NORTH CHARLESTON, S.C. – Being a rookie in minor league hockey is never easy. Whether coming in from the college ranks or a major junior league, learning to be a pro, on and off the ice, has a learning curve that is different for every player. Some make the adjustment and thrive and others do not. It can be a frustrating process. Players that were the grey-beards in their former locker room in the spring suddenly find themselves in the fall as the youngest player on the team. They are often playing with players that are older by a decade or more than they are. They have to make a mental transition from being the go-to player for their former club to being patient and having to earn minutes and prove themselves all over again.
Cameron Askew hasn’t taken a traditional route for an American born player to professional hockey. A native of Boston, Massachusetts, he grew up in a hotbed of New England hockey. Yet at the age of 16, he found himself playing in the Quebec Major Junior Hockey League with the Moncton Wildcats.
“I got drafted into the Q, I went up there and checked it out and I really liked it. I thought it would be a good route for me to make it and be a good pro. It’s not a conventional route for kids I grew up with, kids from Boston, but I have no regrets and I am happy I did it. I think it prepared me very well for where I am at.”
While most of his friends and peers were finishing high school and looking at colleges, Askew was moving to a different country and a completely different culture.
“I was 16 when I went up there. I lived in a French billet. So it was a little bit of a change but a great experience. I enjoyed my time up there. We played a pro schedule, the fans are pretty crazy, there are some good rivalries too.”
Signed by former head coach Ryan Warsofsky in the offseason, Askew made the jump to the pro ranks with the South Carolina Stingrays.
“It’s been great so far. I think the Q really helped my transition. The guys in the room have treated me like I am one of the guys. Ever since day one I have felt comfortable. I love it here. On the ice at the start of the year there was a little adjustment to the speed and strength. I am kind of finding my role right now.”
When the season started, Askew found himself on the outside of the lineup looking in.
“Definitely when you find out you aren’t playing, you’re frustrated. It would be a problem if you weren’t. You have to take everything with the positives. It’s tough not playing at the beginning of the year with a couple of healthy scratches here and there. Spiros (Anastas) and Bergy (Steve Bergin) have been great with me. Whether I am in or out of the lineup, they have been showing me video, what I need to do better, what I am doing well,” Askew said. “It’s obviously frustrating when you aren’t playing but you kind of have to find your role. In this league you have to bring it every night or you are not going to be in the lineup. I feel good right now and I’m just going to try to keep that going.”
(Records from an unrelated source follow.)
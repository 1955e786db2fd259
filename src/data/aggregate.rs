use std::collections::HashMap;

use serde::Serialize;

use super::error::UnknownFieldError;
use super::filter::FilteredView;

// ---------------------------------------------------------------------------
// CategoryCount
// ---------------------------------------------------------------------------

/// Number of records per label of one field.
///
/// Iteration order is unspecified; use [`by_count`](Self::by_count) or
/// [`by_label`](Self::by_label) for display.
#[derive(Debug, Clone, PartialEq, Eq)]
pub struct CategoryCount {
    field: String,
    counts: HashMap<String, usize>,
}

impl CategoryCount {
    pub fn field(&self) -> &str {
        &self.field
    }

    pub fn get(&self, label: &str) -> usize {
        self.counts.get(label).copied().unwrap_or(0)
    }

    /// Number of distinct labels.
    pub fn len(&self) -> usize {
        self.counts.len()
    }

    pub fn is_empty(&self) -> bool {
        self.counts.is_empty()
    }

    /// Sum of all counts, i.e. records with a non-null label.
    pub fn total(&self) -> usize {
        self.counts.values().sum()
    }

    pub fn iter(&self) -> impl Iterator<Item = (&str, usize)> {
        self.counts.iter().map(|(label, &n)| (label.as_str(), n))
    }

    /// Largest count first, ties broken by label.
    pub fn by_count(&self) -> Vec<(&str, usize)> {
        let mut entries: Vec<_> = self.iter().collect();
        entries.sort_by(|a, b| b.1.cmp(&a.1).then_with(|| a.0.cmp(b.0)));
        entries
    }

    pub fn by_label(&self) -> Vec<(&str, usize)> {
        let mut entries: Vec<_> = self.iter().collect();
        entries.sort_by(|a, b| a.0.cmp(b.0));
        entries
    }
}

/// Group the records of `view` by their label for `field`.  Null labels are
/// left out.
pub fn aggregate_counts(view: &FilteredView<'_>, field: &str) -> Result<CategoryCount, UnknownFieldError> {
    let slot = view.dataset().schema().resolve(field)?;
    let mut counts: HashMap<String, usize> = HashMap::new();
    for label in view.records().filter_map(|r| r.label(slot)) {
        *counts.entry(label.into_owned()).or_insert(0) += 1;
    }
    Ok(CategoryCount {
        field: field.to_string(),
        counts,
    })
}

// ---------------------------------------------------------------------------
// CoordinateExtract
// ---------------------------------------------------------------------------

#[derive(Debug, Clone, Copy, PartialEq, Serialize)]
pub struct Coordinate {
    pub latitude: f64,
    pub longitude: f64,
}

/// A geographic bounding box in WGS84 coordinates.
#[derive(Debug, Clone, Copy, PartialEq, Serialize)]
pub struct BoundingBox {
    pub south: f64,
    pub west: f64,
    pub north: f64,
    pub east: f64,
}

impl BoundingBox {
    pub fn center(&self) -> Coordinate {
        Coordinate {
            latitude: (self.south + self.north) / 2.0,
            longitude: (self.west + self.east) / 2.0,
        }
    }
}

/// Located points of a view, in view order.
#[derive(Debug, Clone, Default, PartialEq, Serialize)]
#[serde(transparent)]
pub struct CoordinateExtract {
    points: Vec<Coordinate>,
}

impl CoordinateExtract {
    pub fn points(&self) -> &[Coordinate] {
        &self.points
    }

    pub fn len(&self) -> usize {
        self.points.len()
    }

    pub fn is_empty(&self) -> bool {
        self.points.is_empty()
    }

    /// Smallest box holding every point, `None` without points.
    pub fn bounds(&self) -> Option<BoundingBox> {
        let first = self.points.first()?;
        let init = BoundingBox {
            south: first.latitude,
            west: first.longitude,
            north: first.latitude,
            east: first.longitude,
        };
        Some(self.points.iter().fold(init, |b, p| BoundingBox {
            south: b.south.min(p.latitude),
            west: b.west.min(p.longitude),
            north: b.north.max(p.latitude),
            east: b.east.max(p.longitude),
        }))
    }
}

/// Coordinates of every record in `view` that has both a latitude and a
/// longitude.  Records missing either are skipped.
pub fn extract_coordinates(view: &FilteredView<'_>) -> CoordinateExtract {
    let points: Vec<Coordinate> = view
        .records()
        .filter_map(|r| {
            Some(Coordinate {
                latitude: r.latitude()?,
                longitude: r.longitude()?,
            })
        })
        .collect();

    let skipped = view.len() - points.len();
    if skipped > 0 {
        log::debug!("{skipped} of {} records have no usable coordinates", view.len());
    }
    CoordinateExtract { points }
}

#[cfg(test)]
mod tests {
    use super::*;
    use crate::data::filter::tests::sample;
    use crate::data::filter::{apply, FilterSpec, FilteredView};
    use crate::data::loader::{read_csv, LoadOptions};
    use pretty_assertions::assert_eq;

    fn city_a() -> FilterSpec {
        FilterSpec::from([("Ville".to_string(), ["A".to_string()].into())])
    }

    #[test]
    fn counts_filtered_city() {
        let ds = sample();
        let view = apply(&ds, &city_a()).unwrap();
        let counts = aggregate_counts(&view, "Ville").unwrap();
        assert_eq!(counts.by_label(), vec![("A", 3)]);
        assert_eq!(counts.total(), 3);
    }

    #[test]
    fn null_labels_are_not_counted() {
        let ds = sample();
        let view = FilteredView::all(&ds);
        let counts = aggregate_counts(&view, "Accès").unwrap();
        assert_eq!(counts.get("Libre"), 3);
        assert_eq!(counts.get("Restreint"), 1);
        assert_eq!(counts.len(), 2);
        // five records, one without an access type
        assert_eq!(counts.total(), 4);
    }

    #[test]
    fn by_count_puts_largest_first() {
        let ds = sample();
        let counts = aggregate_counts(&FilteredView::all(&ds), "Ville").unwrap();
        assert_eq!(counts.by_count(), vec![("A", 3), ("B", 1), ("C", 1)]);
    }

    #[test]
    fn counting_unknown_field_fails() {
        let ds = sample();
        let err = aggregate_counts(&FilteredView::all(&ds), "Adresse").unwrap_err();
        assert_eq!(err.field, "Adresse");
    }

    #[test]
    fn counts_passthrough_column() {
        let text = "\
Ville;Accès;Emplacement;lat_coor1;long_coor1
A;Libre;Quai;48.1;2.1
A;Libre;;48.2;2.2
B;Libre;Quai;48.3;2.3
B;Libre;Couloir;48.4;2.4
";
        let ds = read_csv(text.as_bytes(), &LoadOptions::default()).unwrap();
        let counts = aggregate_counts(&FilteredView::all(&ds), "Emplacement").unwrap();
        assert_eq!(counts.by_count(), vec![("Quai", 2), ("Couloir", 1)]);
        assert_eq!(counts.total(), 3);
    }

    #[test]
    fn coordinates_skip_missing_latitude() {
        let ds = sample();
        let view = apply(&ds, &city_a()).unwrap();
        let extract = extract_coordinates(&view);
        assert_eq!(
            extract.points(),
            &[
                Coordinate {
                    latitude: 48.1,
                    longitude: 2.1
                },
                Coordinate {
                    latitude: 48.5,
                    longitude: 2.5
                },
            ]
        );
    }

    #[test]
    fn empty_view_gives_empty_results() {
        let ds = sample();
        let mut spec = city_a();
        spec.insert("Accès".into(), Default::default());
        let view = apply(&ds, &spec).unwrap();
        assert!(aggregate_counts(&view, "Ville").unwrap().is_empty());
        let extract = extract_coordinates(&view);
        assert!(extract.is_empty());
        assert_eq!(extract.bounds(), None);
    }

    #[test]
    fn bounds_cover_all_points() {
        let ds = sample();
        let extract = extract_coordinates(&FilteredView::all(&ds));
        assert_eq!(extract.len(), 4);
        let bounds = extract.bounds().unwrap();
        assert_eq!(bounds.south, 48.1);
        assert_eq!(bounds.north, 48.5);
        assert_eq!(bounds.west, 2.1);
        assert_eq!(bounds.east, 2.5);
        assert!((bounds.center().latitude - 48.3).abs() < 1e-9);
    }
}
Anastas likes the upside and raw talent Askew has.
“I think his growth has probably been more substantial than pretty much anyone else on our roster. Mainly due to the fact that he is a young guy and there is a lot of upside and a lot of untapped potential. So we focused in early on teaching him how to do things the right way. It took him awhile to get his first game action,” Anastas said. “For him it probably hasn’t been the easiest path coming in and out (of the lineup). It’s always frustrating but our message was to continue doing things right, knowing that we have a lot of confidence in his game, and knowing that he’s not a guy that when we plug in is just a 10th forward type guy. We want to lean on his skill set and his ability.”
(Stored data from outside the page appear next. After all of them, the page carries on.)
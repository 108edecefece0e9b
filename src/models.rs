// Copyright (c) 2025 Soumyadip Sarkar.
// All rights reserved.
//
// This source code is licensed under the license found in the
// LICENSE file in the root directory of this source tree.

use chrono::NaiveDateTime;
use once_cell::sync::Lazy;
use serde::{Deserialize, Serialize};

/// A single logged spending event. `category_name` and `category_icon` are
/// denormalized snapshots taken when the expense was recorded, so renaming
/// or removing a category never rewrites history.
#[derive(Debug, Clone, PartialEq, Serialize, Deserialize)]
pub struct Expense {
    pub id: String,
    pub amount: i64,
    pub title: String,
    pub category_id: String,
    pub category_name: String,
    pub category_icon: String,
    pub date: NaiveDateTime,
    pub created_at: NaiveDateTime,
}

/// Input for creating an expense; `id` and `created_at` are store-generated.
#[derive(Debug, Clone)]
pub struct NewExpense {
    pub amount: i64,
    pub title: String,
    pub category_id: String,
    pub category_name: String,
    pub category_icon: String,
    pub date: NaiveDateTime,
}

/// Partial update for an existing expense. `id` and `created_at` are
/// immutable and deliberately not representable here.
#[derive(Debug, Clone, Default)]
pub struct ExpenseUpdate {
    pub amount: Option<i64>,
    pub title: Option<String>,
    pub category_id: Option<String>,
    pub category_name: Option<String>,
    pub category_icon: Option<String>,
    pub date: Option<NaiveDateTime>,
}

/// A spending bucket. `icon` is a Lucide icon name resolved by the UI.
#[derive(Debug, Clone, PartialEq, Eq, Serialize, Deserialize)]
pub struct Category {
    pub id: String,
    pub name: String,
    pub icon: String,
}

impl Category {
    pub fn new(id: &str, name: &str, icon: &str) -> Self {
        Self {
            id: id.to_string(),
            name: name.to_string(),
            icon: icon.to_string(),
        }
    }
}

/// Onboarding classification; selects which default category set applies.
#[derive(Debug, Clone, Copy, PartialEq, Eq, Serialize, Deserialize)]
#[serde(rename_all = "lowercase")]
pub enum LivingType {
    Hostel,
    Home,
}

impl LivingType {
    pub fn parse(s: &str) -> Option<Self> {
        match s.to_lowercase().as_str() {
            "hostel" => Some(LivingType::Hostel),
            "home" => Some(LivingType::Home),
            _ => None,
        }
    }

    pub fn as_str(&self) -> &'static str {
        match self {
            LivingType::Hostel => "hostel",
            LivingType::Home => "home",
        }
    }

    /// The default category set for this living type.
    pub fn default_categories(&self) -> Vec<Category> {
        match self {
            LivingType::Hostel => HOSTEL_CATEGORIES.clone(),
            LivingType::Home => HOME_CATEGORIES.clone(),
        }
    }
}

/// Onboarding/profile configuration owned by the ProfileStore.
#[derive(Debug, Clone, PartialEq, Serialize, Deserialize)]
pub struct Profile {
    pub user_name: Option<String>,
    pub college_name: Option<String>,
    pub monthly_budget: i64,
    pub living_type: LivingType,
    pub selected_categories: Vec<Category>,
    pub is_onboarded: bool,
}

impl Default for Profile {
    fn default() -> Self {
        Self {
            user_name: None,
            college_name: None,
            monthly_budget: DEFAULT_MONTHLY_BUDGET,
            living_type: LivingType::Hostel,
            selected_categories: HOSTEL_CATEGORIES.clone(),
            is_onboarded: false,
        }
    }
}

/// The current month's highest-spend category with its total.
#[derive(Debug, Clone, PartialEq, Serialize, Deserialize)]
pub struct TopCategory {
    pub category_id: String,
    pub category_name: String,
    pub category_icon: String,
    pub total: i64,
}

pub const DEFAULT_MONTHLY_BUDGET: i64 = 8000;

pub const BUDGET_PRESETS: [i64; 3] = [5000, 8000, 10000];

pub static HOSTEL_CATEGORIES: Lazy<Vec<Category>> = Lazy::new(|| {
    vec![
        Category::new("canteen", "Canteen", "UtensilsCrossed"),
        Category::new("snacks", "Snacks", "Cookie"),
        Category::new("food-delivery", "Food Delivery", "Bike"),
        Category::new("auto-metro", "Auto/Metro", "Bus"),
        Category::new("hostel-rent", "Hostel Rent", "Building2"),
        Category::new("mess", "Mess", "Soup"),
        Category::new("exam-fees", "Exam Fees", "FileText"),
        Category::new("photocopy", "Photocopy/Print", "Printer"),
        Category::new("mobile-recharge", "Mobile Recharge", "Smartphone"),
        Category::new("other", "Other", "MoreHorizontal"),
    ]
});

pub static HOME_CATEGORIES: Lazy<Vec<Category>> = Lazy::new(|| {
    vec![
        Category::new("food", "Food", "UtensilsCrossed"),
        Category::new("snacks", "Snacks", "Cookie"),
        Category::new("transport", "Transport", "Car"),
        Category::new("entertainment", "Entertainment", "Gamepad2"),
        Category::new("shopping", "Shopping", "ShoppingBag"),
        Category::new("education", "Education", "GraduationCap"),
        Category::new("mobile-recharge", "Mobile Recharge", "Smartphone"),
        Category::new("other", "Other", "MoreHorizontal"),
    ]
});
Consistency is key to maintaining a spot in the lineup for the Stingrays. Anastas makes sure his players know it just isn’t the scoresheet that matters. He holds them accountable the full length of the ice and they have to be consistent to be an everyday player for him.
“Early in the season he came in he played, he got his first goal in Orlando. And then it was five or six games before he got his next one. But what kept him in the lineup was doing those things right. Being able to be guy that could be put on the ice for defensive zone starts, put on the ice the last five minutes of each period or the end of the game. And we always knew that once the floodgates opened for him in terms of goals then they would keep coming,” Anastas commented. “After he went on his little streak we started to notice, and it happens to a lot of young players, you start to get a little comfortable, you start getting ahead of yourself for offense. Unfortunately for him, he found himself out of the lineup. But now since he is back in, he’s back to doing things right and producing.”
And Askew has been producing. In 28 games, he has 11 goals and four assists. After starting the season as a third-line/tenth forward, he has found himself on the top line more often than not since mid-December as well as seeing increased time on the power play and the penalty kill. In his four months in Charleston, he has made some memories and looks to make some more as the season progresses.
“My first goal was pretty special. A couple of games I had goals when my grandparents were in the stands. Pack the House night was really cool, we didn’t get the win but it was cool playing in front of that many people. I love Charleston.”
The Stingrays are on the road this weekend, taking on the Kansas City Mavericks in an inter-conference matchup. Faceoff for both contests is set for 8:05 pm ET/7:05 pm CT.